(Collected data)
▬▬▬

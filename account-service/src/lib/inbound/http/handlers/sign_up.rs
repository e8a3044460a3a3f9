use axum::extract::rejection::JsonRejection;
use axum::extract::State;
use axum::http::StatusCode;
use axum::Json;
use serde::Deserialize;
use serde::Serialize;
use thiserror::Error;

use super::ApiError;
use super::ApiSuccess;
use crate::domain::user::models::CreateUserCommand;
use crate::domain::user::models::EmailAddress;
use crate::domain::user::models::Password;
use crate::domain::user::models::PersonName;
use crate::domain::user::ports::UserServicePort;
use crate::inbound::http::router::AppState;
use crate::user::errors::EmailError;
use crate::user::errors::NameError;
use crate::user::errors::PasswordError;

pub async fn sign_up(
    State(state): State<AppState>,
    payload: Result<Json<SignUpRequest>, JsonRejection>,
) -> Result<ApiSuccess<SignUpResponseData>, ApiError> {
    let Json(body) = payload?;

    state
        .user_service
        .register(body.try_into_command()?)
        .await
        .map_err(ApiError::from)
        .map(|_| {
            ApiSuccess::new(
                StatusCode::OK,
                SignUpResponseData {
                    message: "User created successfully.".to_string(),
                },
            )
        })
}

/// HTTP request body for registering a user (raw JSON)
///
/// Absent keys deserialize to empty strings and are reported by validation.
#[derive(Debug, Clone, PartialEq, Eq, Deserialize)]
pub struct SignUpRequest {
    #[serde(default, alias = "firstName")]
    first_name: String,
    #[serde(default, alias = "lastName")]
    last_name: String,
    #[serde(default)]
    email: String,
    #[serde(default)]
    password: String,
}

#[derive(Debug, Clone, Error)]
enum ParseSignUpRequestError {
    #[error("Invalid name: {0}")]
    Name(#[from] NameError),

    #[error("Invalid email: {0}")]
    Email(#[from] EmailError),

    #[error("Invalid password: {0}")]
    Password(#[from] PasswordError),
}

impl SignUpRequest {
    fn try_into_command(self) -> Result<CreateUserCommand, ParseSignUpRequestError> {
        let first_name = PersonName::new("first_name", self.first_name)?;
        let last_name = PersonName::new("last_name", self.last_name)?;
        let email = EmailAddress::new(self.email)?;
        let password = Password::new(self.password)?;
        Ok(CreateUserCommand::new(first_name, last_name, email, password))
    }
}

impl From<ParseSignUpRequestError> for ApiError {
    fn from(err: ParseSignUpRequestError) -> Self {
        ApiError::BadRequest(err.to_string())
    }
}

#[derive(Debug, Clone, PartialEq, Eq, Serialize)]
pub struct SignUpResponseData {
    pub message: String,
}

▬▬▬

### What you need to do
Find the word "derive" in the records and pull out each line that has it.

### Written solution
#[derive(Debug, Clone, PartialEq, Eq, Deserialize)]
#[derive(Debug, Clone, Error)]
#[derive(Debug, Clone, PartialEq, Eq, Serialize)]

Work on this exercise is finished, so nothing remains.